The Balearic Islands (Mallorca, Menorca, Ibiza, Formentera) lie in the Mediterranean about 250 km east of Valencia. They belong to Spain, but have historic commercial ties with Italy, and for three spells, 1708-56, 1763-82 and 1798-1802 Menorca was occupied by the British. During the 19th century the Spanish government fortified Menorca against the French and the British, who regarded it as a threat to the imperial trade routes between Gibraltar and Malta and Toulon and Algiers.
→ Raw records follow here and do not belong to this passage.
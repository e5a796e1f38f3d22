//! On-disk behaviour of the availability store.

use crate::helpers::utc;
use rollcall::availability::{AvailabilityStore, SortOrder};

#[test]
fn records_survive_a_new_store_instance() {
    let dir = tempfile::tempdir().unwrap();
    {
        let store = AvailabilityStore::new(dir.path(), 5);
        store.append("alex", "Alex", true, utc(2026, 10, 26, 20, 0)).unwrap();
        store.append("alex", "Alex", false, utc(2026, 10, 30, 19, 0)).unwrap();
    }

    let reopened = AvailabilityStore::new(dir.path(), 5);
    let collection = reopened.load_user("alex").unwrap();
    assert_eq!(collection.len(), 2);
    let first = collection.get(0).unwrap();
    assert_eq!(first.user_id, "alex");
    assert!(first.is_available);
    assert_eq!(first.availability_time, utc(2026, 10, 26, 20, 0));
    assert!(!collection.get(1).unwrap().is_available);
}

#[test]
fn lowering_the_cap_keeps_newest_records() {
    let dir = tempfile::tempdir().unwrap();
    let store = AvailabilityStore::new(dir.path(), 5);
    for day in 21..=25 {
        store.append("alex", "Alex", true, utc(2026, 10, day, 19, 0)).unwrap();
    }

    let smaller = AvailabilityStore::new(dir.path(), 2);
    let collection = smaller.load_user("alex").unwrap();
    let days: Vec<_> = collection.iter().map(|r| r.availability_time).collect();
    assert_eq!(days, vec![utc(2026, 10, 24, 19, 0), utc(2026, 10, 25, 19, 0)]);

    smaller.append("alex", "Alex", false, utc(2026, 10, 26, 19, 0)).unwrap();
    assert_eq!(smaller.load_user("alex").unwrap().len(), 2);
}

#[test]
fn listing_survives_a_corrupt_neighbour() {
    let dir = tempfile::tempdir().unwrap();
    let store = AvailabilityStore::new(dir.path(), 5);
    store.append("b", "B", true, utc(2026, 10, 26, 20, 0)).unwrap();
    store.append("a", "A", false, utc(2026, 10, 22, 19, 0)).unwrap();
    std::fs::write(dir.path().join("broken.json"), "[{\"userId\": 1}]").unwrap();

    let listing = store.list_sorted(SortOrder::Ascending).unwrap();
    let ids: Vec<_> = listing.records.iter().map(|r| r.user_id.as_str()).collect();
    assert_eq!(ids, vec!["a", "b"]);
    assert_eq!(listing.skipped.len(), 1);
    assert!(listing.skipped[0].path.ends_with("broken.json"));
}

#[test]
fn no_temp_files_left_behind() {
    let dir = tempfile::tempdir().unwrap();
    let store = AvailabilityStore::new(dir.path(), 5);
    store.append("alex", "Alex", true, utc(2026, 10, 26, 20, 0)).unwrap();
    store.append("alex", "Alex", true, utc(2026, 10, 27, 20, 0)).unwrap();

    let names: Vec<_> = std::fs::read_dir(dir.path())
        .unwrap()
        .map(|entry| entry.unwrap().file_name().to_string_lossy().into_owned())
        .collect();
    assert_eq!(names, vec!["alex.json".to_owned()]);
}
use crate::channels::traits::{
    ButtonAction, ButtonInteraction, ChatGateway, CommandInvocation, GatewayEvent, InboundMessage,
    InteractionRef, MessageRef, OutboundReply, ReplySink, control_id, parse_control_id,
};
use crate::config::DiscordConfig;
use async_trait::async_trait;
use base64::Engine;
use futures_util::{SinkExt, StreamExt};
use serde_json::{Value, json};
use std::collections::HashMap;
use std::sync::Mutex;
use tokio::sync::mpsc;
use tokio_tungstenite::tungstenite::Message;

/// GUILDS | GUILD_MESSAGES | DIRECT_MESSAGES | MESSAGE_CONTENT
const GATEWAY_INTENTS: u64 = 37_377;

/// Interaction callback: reply with a message.
const CALLBACK_CHANNEL_MESSAGE: u64 = 4;
/// Interaction callback: acknowledge a component press without a reply.
const CALLBACK_DEFERRED_UPDATE: u64 = 6;
/// Message flag hiding a reply from everyone but the invoker.
const FLAG_EPHEMERAL: u64 = 64;

/// Discord adapter using the gateway websocket for events and REST for replies.
pub struct DiscordAdapter {
    bot_token: String,
    application_id: Option<String>,
    guild_id: Option<String>,
    api_base: String,
    client: reqwest::Client,
    dm_channels: Mutex<HashMap<String, String>>,
}

impl DiscordAdapter {
    pub fn new(config: &DiscordConfig) -> Self {
        Self {
            bot_token: config.resolved_bot_token(),
            application_id: config.application_id.clone(),
            guild_id: config.guild_id.clone(),
            api_base: config.api_base.trim_end_matches('/').to_owned(),
            client: reqwest::Client::new(),
            dm_channels: Mutex::new(HashMap::new()),
        }
    }

    fn bot_user_id_from_token(token: &str) -> Option<String> {
        let first = token.split('.').next()?;
        let decoded = base64::engine::general_purpose::URL_SAFE_NO_PAD
            .decode(first)
            .ok()?;
        String::from_utf8(decoded).ok()
    }

    fn url(&self, path: &str) -> String {
        format!("{}/{path}", self.api_base)
    }

    fn auth(&self) -> String {
        format!("Bot {}", self.bot_token)
    }

    /// Register the slash commands, guild-scoped when a guild is configured.
    pub async fn register_commands(&self) -> anyhow::Result<()> {
        let Some(application_id) = &self.application_id else {
            anyhow::bail!("discord application id is not configured");
        };
        let path = match &self.guild_id {
            Some(guild_id) => format!("applications/{application_id}/guilds/{guild_id}/commands"),
            None => format!("applications/{application_id}/commands"),
        };
        let response = self
            .client
            .put(self.url(&path))
            .header("Authorization", self.auth())
            .json(&command_definitions())
            .send()
            .await?;
        check_status(response, "register commands").await?;
        tracing::info!("registered discord slash commands");
        Ok(())
    }

    async fn dm_channel(&self, user_id: &str) -> anyhow::Result<String> {
        let cached = self
            .dm_channels
            .lock()
            .ok()
            .and_then(|cache| cache.get(user_id).cloned());
        if let Some(channel_id) = cached {
            return Ok(channel_id);
        }

        let response = self
            .client
            .post(self.url("users/@me/channels"))
            .header("Authorization", self.auth())
            .json(&json!({ "recipient_id": user_id }))
            .send()
            .await?;
        let body = check_status(response, "open dm channel").await?;
        let channel_id = body
            .get("id")
            .and_then(Value::as_str)
            .ok_or_else(|| anyhow::anyhow!("dm channel response has no id"))?
            .to_owned();

        if let Ok(mut cache) = self.dm_channels.lock() {
            cache.insert(user_id.to_owned(), channel_id.clone());
        }
        Ok(channel_id)
    }

    async fn interaction_callback(
        &self,
        interaction: &InteractionRef,
        body: Value,
    ) -> anyhow::Result<()> {
        let path = format!("interactions/{}/{}/callback", interaction.id, interaction.token);
        let response = self.client.post(self.url(&path)).json(&body).send().await?;
        check_status(response, "interaction callback").await?;
        Ok(())
    }
}
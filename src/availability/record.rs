//! The persisted availability record.

use chrono::{DateTime, Utc};
use serde::{Deserialize, Serialize};

/// A user's statement that they will (or will not) be present at a given time.
///
/// Serialized with the field names of the per-user JSON files; the time is
/// stored as integer epoch seconds.
#[derive(Debug, Clone, PartialEq, Eq, Serialize, Deserialize)]
pub struct AvailabilityRecord {
    #[serde(rename = "userId")]
    pub user_id: String,
    /// Display label at commit time. Informational only.
    #[serde(rename = "userName", default)]
    pub user_name: String,
    #[serde(rename = "userIsAvailable")]
    pub is_available: bool,
    #[serde(rename = "userAvailabilityTime", with = "chrono::serde::ts_seconds")]
    pub availability_time: DateTime<Utc>,
    /// Reserved; always `false`.
    #[serde(rename = "userIsAvailablePerDefault", default)]
    pub is_default: bool,
}

impl AvailabilityRecord {
    pub fn new(
        user_id: impl Into<String>,
        user_name: impl Into<String>,
        is_available: bool,
        availability_time: DateTime<Utc>,
    ) -> Self {
        Self {
            user_id: user_id.into(),
            user_name: user_name.into(),
            is_available,
            availability_time,
            is_default: false,
        }
    }

    /// Map key used by the timestamp projection.
    #[must_use]
    pub fn timestamp_key(&self) -> i64 {
        self.availability_time.timestamp()
    }
}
The Consortium of the Military Museums of Menorca, formed in 1998, co-ordinates initiatives to conserve military sites, and includes representatives of the island government, the local authorities of the towns of Es Castell and Mahón, and the Spanish ministry of defence. The Museo Militar de Menorca (Military Museum of Menorca), where the consortium is based, was established in 1981, initially in an 18th century gunpowder store in the fort of San Felipe, but now in the Cala Corb barracks in the town of Es Castell, which was established – as Georgetown – by the British in the 1770s. Its displays describe various conquests of Menorca, and the role of the Balearic Islands in the Spanish Civil War of 1936-39. Apart from the military museum the consortium is responsible for the conservation and interpretation of four major sites. The most imposing monument of the Spanish military is the Fortress of Isabella II on La Mola, a peninsula at the entrance to Mahón harbour. It includes some British work of the 18th century, including the Erskine Tower of 1799, but the principal buildings and gun emplacements are Spanish of the mid-19th century.
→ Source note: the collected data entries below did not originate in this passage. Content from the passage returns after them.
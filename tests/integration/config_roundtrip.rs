//! Config file loading as the binary does it.

use rollcall::config::{ConfigIssueSeverity, RollcallConfig};
use rollcall::runtime::RuntimeContext;

#[test]
fn written_config_builds_a_runtime_context() {
    let dir = tempfile::tempdir().unwrap();
    let path = dir.path().join("config.toml");
    std::fs::write(
        &path,
        format!(
            r#"
[discord]
bot_token = "token"
application_id = "1234"

[storage]
availabilities_dir = "{}"
max_availabilities_per_user = 3

[schedule]
default_weekday = "thursday"
default_time = "20:30"
timezone = "Europe/Berlin"
event_label = "session"
"#,
            dir.path().join("data").display()
        ),
    )
    .unwrap();

    let config = RollcallConfig::from_file(&path).unwrap();
    assert!(
        !config
            .validate()
            .iter()
            .any(|issue| issue.severity == ConfigIssueSeverity::Error)
    );

    let ctx = RuntimeContext::from_config(config).unwrap();
    assert_eq!(ctx.store.max_per_user(), 3);
    assert_eq!(ctx.resolver.timezone(), chrono_tz::Europe::Berlin);
    assert_eq!(ctx.config.schedule.event_label, "session");
}

#[test]
fn bad_timezone_fails_context_construction() {
    let mut config = RollcallConfig::default();
    config.schedule.timezone = "Nowhere/Special".to_owned();
    assert!(RuntimeContext::from_config(config).is_err());
}
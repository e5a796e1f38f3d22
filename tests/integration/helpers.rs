//! Shared helpers for integration tests.

use async_trait::async_trait;
use chrono::{DateTime, TimeZone, Utc};
use rollcall::channels::traits::{
    ButtonAction, ButtonInteraction, InboundMessage, InteractionRef, MessageRef, OutboundReply,
    ReplySink,
};
use rollcall::config::RollcallConfig;
use rollcall::runtime::RuntimeContext;
use std::sync::Mutex;

/// A [`ReplySink`] that keeps every private message and deletion in memory.
#[derive(Default)]
pub(crate) struct FakeChat {
    private: Mutex<Vec<(String, OutboundReply, MessageRef)>>,
    deleted: Mutex<Vec<MessageRef>>,
}

impl FakeChat {
    pub(crate) fn private_messages(&self) -> Vec<(String, OutboundReply)> {
        self.private
            .lock()
            .expect("private lock")
            .iter()
            .map(|(user, reply, _)| (user.clone(), reply.clone()))
            .collect()
    }

    pub(crate) fn deleted(&self) -> Vec<MessageRef> {
        self.deleted.lock().expect("deleted lock").clone()
    }

    /// Press a control on the most recent prompt sent to `user_id`.
    pub(crate) fn press(&self, user_id: &str, action: ButtonAction) -> ButtonInteraction {
        let private = self.private.lock().expect("private lock");
        let (_, reply, message) = private
            .iter()
            .rev()
            .find(|(to, reply, _)| to == user_id && reply.prompt_id.is_some())
            .expect("no prompt sent to user");
        ButtonInteraction {
            invoking_user_id: user_id.to_owned(),
            prompt_id: reply.prompt_id.clone().expect("prompt id"),
            action,
            message: message.clone(),
            interaction: InteractionRef {
                id: "interaction".to_owned(),
                token: "token".to_owned(),
            },
        }
    }
}

#[async_trait]
impl ReplySink for FakeChat {
    async fn send_private(
        &self,
        user_id: &str,
        reply: OutboundReply,
    ) -> anyhow::Result<MessageRef> {
        let mut private = self.private.lock().expect("private lock");
        let message = MessageRef {
            channel_id: format!("dm-{user_id}"),
            message_id: format!("msg-{}", private.len() + 1),
        };
        private.push((user_id.to_owned(), reply, message.clone()));
        Ok(message)
    }

    async fn delete_message(&self, message: &MessageRef) -> anyhow::Result<()> {
        self.deleted
            .lock()
            .expect("deleted lock")
            .push(message.clone());
        Ok(())
    }

    async fn respond_interaction(
        &self,
        _interaction: &InteractionRef,
        _text: &str,
        _ephemeral: bool,
    ) -> anyhow::Result<()> {
        Ok(())
    }
}

/// Runtime context backed by a fresh temporary availabilities directory.
pub(crate) fn temp_context() -> (RuntimeContext, tempfile::TempDir) {
    let dir = tempfile::tempdir().expect("create temp dir");
    let mut config = RollcallConfig::default();
    config.storage.availabilities_dir = dir.path().join("availabilities");
    let ctx = RuntimeContext::from_config(config).expect("build runtime context");
    (ctx, dir)
}

pub(crate) fn message(author_id: &str, text: &str) -> InboundMessage {
    InboundMessage {
        author_id: author_id.to_owned(),
        author_name: format!("user-{author_id}"),
        channel_id: "general".to_owned(),
        text: text.to_owned(),
    }
}

pub(crate) fn utc(y: i32, m: u32, d: u32, h: u32, min: u32) -> DateTime<Utc> {
    Utc.with_ymd_and_hms(y, m, d, h, min, 0).unwrap()
}

/// Tuesday 2026-10-20 10:15 UTC.
pub(crate) fn tuesday_morning() -> DateTime<Utc> {
    utc(2026, 10, 20, 10, 15)
}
The Queen’s Gate of 1852 marked the completion of one phase of work, but the fortifications were improved after that date. The fortress commands the entrance to the harbour, and is defensible both from the seaward and landward sides. There are substantial barrack buildings and extensive stone-vaulted tunnels linking gun emplacements. The artillery was continually renewed with guns from Krupp of Essen, from Spanish manufacturers and from Vickers at Elswick, Newcastle-upon-Tyne. Two Vickers guns of 1932 and 1936 remain in place.
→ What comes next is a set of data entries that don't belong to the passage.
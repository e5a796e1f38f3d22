//! Centralized application directory paths for rollcall.
//!
//! Uses the [`dirs`] crate for platform-appropriate directory resolution.
//!
//! # Environment Overrides
//!
//! - `ROLLCALL_DATA_DIR` overrides [`data_dir`]
//! - `ROLLCALL_CONFIG_DIR` overrides [`config_dir`]

use std::path::PathBuf;

/// Application data root directory.
///
/// Holds the availabilities directory and optional log files.
#[must_use]
pub fn data_dir() -> PathBuf {
    if let Some(override_dir) = std::env::var_os("ROLLCALL_DATA_DIR") {
        return PathBuf::from(override_dir);
    }
    dirs::data_dir()
        .map(|d| d.join("rollcall"))
        .unwrap_or_else(|| PathBuf::from("/tmp/rollcall-data"))
}

/// Application config directory (holds `config.toml`).
#[must_use]
pub fn config_dir() -> PathBuf {
    if let Some(override_dir) = std::env::var_os("ROLLCALL_CONFIG_DIR") {
        return PathBuf::from(override_dir);
    }
    dirs::config_dir()
        .map(|d| d.join("rollcall"))
        .unwrap_or_else(|| PathBuf::from("/tmp/rollcall-config"))
}

/// Default per-user availability files directory (`data_dir()/availabilities/`).
#[must_use]
pub fn availabilities_dir() -> PathBuf {
    data_dir().join("availabilities")
}

/// Default config file path (`config_dir()/config.toml`).
#[must_use]
pub fn config_file() -> PathBuf {
    config_dir().join("config.toml")
}
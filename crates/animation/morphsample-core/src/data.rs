//! Host-side data model: shape-key blocks, actions and drivers.

use serde::{Deserialize, Serialize};

use crate::curve::FCurve;
use crate::ids::SlotId;

/// One shape key (morph target) on a mesh.
#[derive(Clone, Debug, PartialEq, Serialize, Deserialize)]
pub struct ShapeKeyBlock {
    pub name: String,
    /// Current value, used as the fallback for unanimated keys.
    #[serde(default)]
    pub value: f32,
    #[serde(default)]
    pub slider_min: f32,
    #[serde(default = "default_slider_max")]
    pub slider_max: f32,
    #[serde(default)]
    pub mute: bool,
    /// Name of the key this one is relative to; `None` means the basis.
    #[serde(default)]
    pub relative_key: Option<String>,
}

fn default_slider_max() -> f32 {
    1.0
}

impl ShapeKeyBlock {
    pub fn new(name: impl Into<String>, value: f32) -> Self {
        Self {
            name: name.into(),
            value,
            slider_min: 0.0,
            slider_max: 1.0,
            mute: false,
            relative_key: None,
        }
    }

    #[inline]
    pub fn clamp(&self, v: f32) -> f32 {
        v.clamp(self.slider_min, self.slider_max.max(self.slider_min))
    }
}

/// Ordered shape-key blocks of a mesh; the first block is the basis.
#[derive(Clone, Debug, Default, PartialEq, Serialize, Deserialize)]
pub struct ShapeKeySet {
    pub blocks: Vec<ShapeKeyBlock>,
}

impl ShapeKeySet {
    pub fn new(blocks: Vec<ShapeKeyBlock>) -> Self {
        Self { blocks }
    }

    /// Whether `block` is written to the morph targets. The basis, keys relative
    /// to themselves and muted keys are skipped.
    fn is_exported(&self, index: usize, block: &ShapeKeyBlock) -> bool {
        index != 0 && block.relative_key.as_deref() != Some(block.name.as_str()) && !block.mute
    }

    /// Exported shape keys, in order.
    pub fn exported(&self) -> impl Iterator<Item = &ShapeKeyBlock> {
        self.blocks
            .iter()
            .enumerate()
            .filter(|(i, b)| self.is_exported(*i, b))
            .map(|(_, b)| b)
    }

    pub fn exported_count(&self) -> usize {
        self.exported().count()
    }
}

/// Data path animating the value of shape key `name`.
pub fn shape_key_data_path(name: &str) -> String {
    format!("key_blocks[\"{name}\"].value")
}

/// Data path of custom property `name`.
pub fn custom_property_data_path(name: &str) -> String {
    format!("[\"{name}\"]")
}

/// Shape-key name addressed by a `key_blocks["..."].value` path.
pub fn parse_shape_key_data_path(path: &str) -> Option<&str> {
    path.strip_prefix("key_blocks[\"")?.strip_suffix("\"].value")
}

/// A sub-animation inside an action.
#[derive(Clone, Debug, PartialEq, Serialize, Deserialize)]
pub struct ActionSlot {
    pub identifier: SlotId,
    #[serde(default)]
    pub fcurves: Vec<FCurve>,
}

impl ActionSlot {
    pub fn fcurve(&self, data_path: &str) -> Option<&FCurve> {
        self.fcurves.iter().find(|c| c.data_path == data_path)
    }
}

/// A named animation clip.
#[derive(Clone, Debug, PartialEq, Serialize, Deserialize)]
pub struct Action {
    pub name: String,
    #[serde(default)]
    pub slots: Vec<ActionSlot>,
}

impl Action {
    pub fn slot(&self, identifier: &SlotId) -> Option<&ActionSlot> {
        self.slots.iter().find(|s| &s.identifier == identifier)
    }
}

/// Driver binding a shape key's value to a custom property of its object:
/// `value = property * scale + offset`.
#[derive(Clone, Debug, PartialEq, Serialize, Deserialize)]
pub struct ShapeKeyDriver {
    pub shape_key: String,
    pub property: String,
    #[serde(default = "default_scale")]
    pub scale: f32,
    #[serde(default)]
    pub offset: f32,
}

fn default_scale() -> f32 {
    1.0
}

impl ShapeKeyDriver {
    #[inline]
    pub fn apply(&self, property_value: f32) -> f32 {
        property_value * self.scale + self.offset
    }
}

#[cfg(test)]
mod tests {
    use super::*;

    #[test]
    fn exported_keys_skip_basis_muted_and_self_relative() {
        let mut muted = ShapeKeyBlock::new("Muted", 0.0);
        muted.mute = true;
        let mut selfrel = ShapeKeyBlock::new("Loop", 0.0);
        selfrel.relative_key = Some("Loop".into());
        let set = ShapeKeySet::new(vec![
            ShapeKeyBlock::new("Basis", 0.0),
            ShapeKeyBlock::new("Smile", 0.2),
            muted,
            selfrel,
            ShapeKeyBlock::new("Blink", 0.0),
        ]);
        let names: Vec<_> = set.exported().map(|b| b.name.as_str()).collect();
        assert_eq!(names, ["Smile", "Blink"]);
        assert_eq!(set.exported_count(), 2);
    }

    #[test]
    fn data_paths_round_trip() {
        let p = shape_key_data_path("Jaw Open");
        assert_eq!(p, "key_blocks[\"Jaw Open\"].value");
        assert_eq!(parse_shape_key_data_path(&p), Some("Jaw Open"));
        assert_eq!(parse_shape_key_data_path("[\"prop\"]"), None);
        assert_eq!(custom_property_data_path("prop"), "[\"prop\"]");
    }
}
The ruins of Fort San Felipe occupy the site of a Spanish castle of the 16th century, which was enlarged by the British after 1708 until by the 1750s it was one of the largest fortified sites in Europe. Most of the buildings were demolished after 1805, but there are remains of the vaulted tunnels that connected gun emplacements, and some guns were placed there after the completion of the Fortress of Isabella II. During the Napeolonic Wars the British reinforced the fortifications around Mahón harbour with structures similar to the Martello Towers that were built along the south and east coasts of England, two of which are conserved by the consortium. They were constructed by the Royal Engineers in 1798, and consist of three storeys, the ground floor for storage, the first floor for accommodating soldiers and the upper floor for combat. The small fort of San Felipe on Larareto island is a structure of this kind, and was built alongside a 6-gun battery. The tower of Penjat or the Hangman’s Tower, is similar, and occupies a site that protected the approaches the fort of San Felipe.